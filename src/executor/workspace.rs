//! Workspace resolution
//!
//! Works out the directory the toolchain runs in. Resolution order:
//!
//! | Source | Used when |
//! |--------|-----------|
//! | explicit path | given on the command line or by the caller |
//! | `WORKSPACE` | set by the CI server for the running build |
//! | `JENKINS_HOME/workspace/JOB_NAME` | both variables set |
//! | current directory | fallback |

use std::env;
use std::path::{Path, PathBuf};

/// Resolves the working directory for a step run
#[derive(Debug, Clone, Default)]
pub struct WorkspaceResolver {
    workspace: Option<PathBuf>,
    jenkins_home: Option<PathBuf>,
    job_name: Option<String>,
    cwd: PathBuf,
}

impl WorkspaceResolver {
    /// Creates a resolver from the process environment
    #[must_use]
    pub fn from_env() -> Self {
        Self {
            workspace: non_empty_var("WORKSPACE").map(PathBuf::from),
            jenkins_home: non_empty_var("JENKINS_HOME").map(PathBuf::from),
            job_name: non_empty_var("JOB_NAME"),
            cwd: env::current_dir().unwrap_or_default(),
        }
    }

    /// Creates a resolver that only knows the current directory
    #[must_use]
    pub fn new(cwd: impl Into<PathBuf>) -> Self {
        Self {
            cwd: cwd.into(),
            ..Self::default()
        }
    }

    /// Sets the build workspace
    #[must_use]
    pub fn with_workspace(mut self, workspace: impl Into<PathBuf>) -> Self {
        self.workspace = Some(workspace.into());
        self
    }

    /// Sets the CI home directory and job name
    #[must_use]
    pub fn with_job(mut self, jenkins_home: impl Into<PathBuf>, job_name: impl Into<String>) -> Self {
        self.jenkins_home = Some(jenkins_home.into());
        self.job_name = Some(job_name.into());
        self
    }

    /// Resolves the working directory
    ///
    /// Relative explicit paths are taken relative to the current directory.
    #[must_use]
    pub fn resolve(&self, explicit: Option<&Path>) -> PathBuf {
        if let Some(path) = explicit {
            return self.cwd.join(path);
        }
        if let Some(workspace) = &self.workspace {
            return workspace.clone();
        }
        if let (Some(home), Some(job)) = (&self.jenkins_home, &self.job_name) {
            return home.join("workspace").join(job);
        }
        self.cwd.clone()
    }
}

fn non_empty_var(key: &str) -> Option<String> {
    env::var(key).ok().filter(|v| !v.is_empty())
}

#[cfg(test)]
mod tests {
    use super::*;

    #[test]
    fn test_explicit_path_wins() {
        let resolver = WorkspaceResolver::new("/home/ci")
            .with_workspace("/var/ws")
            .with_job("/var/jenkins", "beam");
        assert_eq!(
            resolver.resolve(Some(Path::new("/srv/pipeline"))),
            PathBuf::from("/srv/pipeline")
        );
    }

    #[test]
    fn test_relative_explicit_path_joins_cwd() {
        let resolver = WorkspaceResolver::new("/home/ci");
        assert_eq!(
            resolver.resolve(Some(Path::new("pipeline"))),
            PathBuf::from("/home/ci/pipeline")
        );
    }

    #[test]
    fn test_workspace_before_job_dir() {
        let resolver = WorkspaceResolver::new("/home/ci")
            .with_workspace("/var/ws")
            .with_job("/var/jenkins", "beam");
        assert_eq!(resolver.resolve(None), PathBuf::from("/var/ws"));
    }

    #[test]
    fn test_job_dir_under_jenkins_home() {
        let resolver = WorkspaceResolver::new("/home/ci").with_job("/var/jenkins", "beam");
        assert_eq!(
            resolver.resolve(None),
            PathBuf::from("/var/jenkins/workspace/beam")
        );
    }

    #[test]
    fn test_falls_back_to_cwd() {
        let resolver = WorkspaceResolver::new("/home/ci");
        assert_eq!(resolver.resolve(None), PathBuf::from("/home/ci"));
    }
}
________________________
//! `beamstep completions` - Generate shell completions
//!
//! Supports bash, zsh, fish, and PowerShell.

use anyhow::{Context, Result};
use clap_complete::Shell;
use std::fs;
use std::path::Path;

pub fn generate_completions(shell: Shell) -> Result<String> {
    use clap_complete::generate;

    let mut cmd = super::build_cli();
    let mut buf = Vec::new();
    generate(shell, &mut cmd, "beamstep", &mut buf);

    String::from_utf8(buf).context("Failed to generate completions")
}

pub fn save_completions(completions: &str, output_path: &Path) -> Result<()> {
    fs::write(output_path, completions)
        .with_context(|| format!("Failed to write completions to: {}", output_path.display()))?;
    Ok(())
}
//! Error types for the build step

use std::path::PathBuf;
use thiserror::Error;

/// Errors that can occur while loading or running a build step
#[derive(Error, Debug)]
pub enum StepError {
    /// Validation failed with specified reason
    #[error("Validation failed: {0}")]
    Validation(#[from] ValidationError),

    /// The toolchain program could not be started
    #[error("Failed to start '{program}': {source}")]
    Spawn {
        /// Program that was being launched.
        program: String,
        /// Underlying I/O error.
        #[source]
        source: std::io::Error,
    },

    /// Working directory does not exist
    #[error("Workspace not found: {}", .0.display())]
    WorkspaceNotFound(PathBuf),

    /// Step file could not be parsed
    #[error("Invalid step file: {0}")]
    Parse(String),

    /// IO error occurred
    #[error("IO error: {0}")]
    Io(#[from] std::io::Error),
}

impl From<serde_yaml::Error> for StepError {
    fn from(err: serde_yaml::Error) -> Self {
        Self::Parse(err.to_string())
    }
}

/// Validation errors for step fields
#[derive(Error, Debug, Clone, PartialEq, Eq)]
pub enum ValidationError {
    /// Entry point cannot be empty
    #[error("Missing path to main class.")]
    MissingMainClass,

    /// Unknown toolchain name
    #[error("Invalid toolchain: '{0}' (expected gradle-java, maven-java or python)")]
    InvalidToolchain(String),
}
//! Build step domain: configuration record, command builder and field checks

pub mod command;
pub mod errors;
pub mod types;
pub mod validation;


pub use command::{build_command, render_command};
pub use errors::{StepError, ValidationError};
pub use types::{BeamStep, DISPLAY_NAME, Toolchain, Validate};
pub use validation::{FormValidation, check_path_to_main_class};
________________________
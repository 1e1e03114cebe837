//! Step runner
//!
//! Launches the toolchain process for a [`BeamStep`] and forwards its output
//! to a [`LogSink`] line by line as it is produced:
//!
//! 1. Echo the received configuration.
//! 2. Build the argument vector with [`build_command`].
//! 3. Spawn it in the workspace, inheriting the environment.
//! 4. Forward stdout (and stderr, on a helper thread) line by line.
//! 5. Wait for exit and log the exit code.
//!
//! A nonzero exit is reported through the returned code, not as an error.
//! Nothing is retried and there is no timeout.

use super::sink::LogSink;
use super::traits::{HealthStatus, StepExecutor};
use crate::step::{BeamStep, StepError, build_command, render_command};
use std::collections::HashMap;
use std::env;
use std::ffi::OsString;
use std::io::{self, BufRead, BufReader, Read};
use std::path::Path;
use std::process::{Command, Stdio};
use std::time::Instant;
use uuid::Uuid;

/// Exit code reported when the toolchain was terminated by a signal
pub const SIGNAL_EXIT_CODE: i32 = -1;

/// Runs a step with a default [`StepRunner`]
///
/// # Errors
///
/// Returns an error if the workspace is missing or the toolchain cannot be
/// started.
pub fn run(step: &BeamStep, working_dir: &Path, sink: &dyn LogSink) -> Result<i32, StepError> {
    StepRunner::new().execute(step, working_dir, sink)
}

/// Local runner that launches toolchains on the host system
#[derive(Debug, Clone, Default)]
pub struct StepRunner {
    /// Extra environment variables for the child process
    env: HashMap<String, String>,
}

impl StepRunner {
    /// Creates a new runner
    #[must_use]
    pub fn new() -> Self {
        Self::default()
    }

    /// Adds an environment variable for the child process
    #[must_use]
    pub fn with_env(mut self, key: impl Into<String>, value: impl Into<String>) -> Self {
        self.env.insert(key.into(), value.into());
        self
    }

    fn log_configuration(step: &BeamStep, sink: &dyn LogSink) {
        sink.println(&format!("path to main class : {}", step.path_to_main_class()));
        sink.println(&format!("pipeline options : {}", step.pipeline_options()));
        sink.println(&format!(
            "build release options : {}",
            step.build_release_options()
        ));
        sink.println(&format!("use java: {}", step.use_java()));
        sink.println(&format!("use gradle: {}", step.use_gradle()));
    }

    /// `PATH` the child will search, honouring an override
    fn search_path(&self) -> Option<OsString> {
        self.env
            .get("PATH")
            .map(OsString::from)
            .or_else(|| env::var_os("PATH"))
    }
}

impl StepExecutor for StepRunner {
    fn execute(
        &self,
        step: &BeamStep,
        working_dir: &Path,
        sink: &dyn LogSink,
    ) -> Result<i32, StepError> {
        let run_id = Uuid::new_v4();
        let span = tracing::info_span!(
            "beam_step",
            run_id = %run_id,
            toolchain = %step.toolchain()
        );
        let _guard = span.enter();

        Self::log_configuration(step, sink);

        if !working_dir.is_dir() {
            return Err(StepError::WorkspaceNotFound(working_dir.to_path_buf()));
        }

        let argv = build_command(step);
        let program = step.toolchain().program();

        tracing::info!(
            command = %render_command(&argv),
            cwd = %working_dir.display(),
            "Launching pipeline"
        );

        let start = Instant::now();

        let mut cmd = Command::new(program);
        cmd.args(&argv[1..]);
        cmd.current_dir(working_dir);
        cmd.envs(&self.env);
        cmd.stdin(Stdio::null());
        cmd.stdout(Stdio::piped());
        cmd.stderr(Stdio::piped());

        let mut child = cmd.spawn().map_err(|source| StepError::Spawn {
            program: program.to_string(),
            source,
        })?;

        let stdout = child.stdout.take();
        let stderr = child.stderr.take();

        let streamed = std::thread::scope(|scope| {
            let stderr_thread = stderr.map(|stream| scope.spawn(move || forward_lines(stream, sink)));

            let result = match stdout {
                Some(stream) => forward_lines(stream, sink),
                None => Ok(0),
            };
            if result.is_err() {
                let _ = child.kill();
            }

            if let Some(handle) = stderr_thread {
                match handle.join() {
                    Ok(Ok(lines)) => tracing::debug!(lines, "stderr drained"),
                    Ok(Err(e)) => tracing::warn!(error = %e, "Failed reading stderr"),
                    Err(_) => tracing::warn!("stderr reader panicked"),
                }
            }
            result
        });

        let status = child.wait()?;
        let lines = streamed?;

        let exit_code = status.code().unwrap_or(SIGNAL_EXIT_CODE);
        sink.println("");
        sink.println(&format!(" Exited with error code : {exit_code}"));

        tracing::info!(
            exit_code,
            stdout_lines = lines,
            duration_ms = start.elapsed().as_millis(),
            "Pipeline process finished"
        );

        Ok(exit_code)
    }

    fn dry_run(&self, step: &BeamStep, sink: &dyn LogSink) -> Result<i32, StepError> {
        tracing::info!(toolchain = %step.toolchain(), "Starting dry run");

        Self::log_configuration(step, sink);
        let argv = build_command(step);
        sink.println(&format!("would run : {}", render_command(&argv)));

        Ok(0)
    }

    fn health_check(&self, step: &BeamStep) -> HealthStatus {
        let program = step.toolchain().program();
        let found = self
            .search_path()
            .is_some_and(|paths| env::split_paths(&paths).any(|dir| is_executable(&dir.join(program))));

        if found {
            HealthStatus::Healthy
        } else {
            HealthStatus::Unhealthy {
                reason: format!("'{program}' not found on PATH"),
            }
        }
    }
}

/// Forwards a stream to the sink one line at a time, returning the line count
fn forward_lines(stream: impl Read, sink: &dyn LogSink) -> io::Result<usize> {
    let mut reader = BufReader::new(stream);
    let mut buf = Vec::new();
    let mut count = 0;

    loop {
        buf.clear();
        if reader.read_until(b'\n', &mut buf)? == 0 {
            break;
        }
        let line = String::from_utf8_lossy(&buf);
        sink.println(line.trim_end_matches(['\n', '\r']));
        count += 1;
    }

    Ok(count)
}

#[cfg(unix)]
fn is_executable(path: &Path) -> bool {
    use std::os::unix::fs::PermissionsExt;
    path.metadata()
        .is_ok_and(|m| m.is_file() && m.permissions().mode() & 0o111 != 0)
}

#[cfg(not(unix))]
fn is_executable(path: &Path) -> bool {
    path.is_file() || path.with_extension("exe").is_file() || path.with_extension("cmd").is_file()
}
________________________
TASK DETAILS >>
If a line in the material above contains "environment", show that line.

TASK RESPONSE >>
    /// Creates a resolver from the process environment
//! 3. Spawn it in the workspace, inheriting the environment.
    /// Extra environment variables for the child process
    /// Adds an environment variable for the child process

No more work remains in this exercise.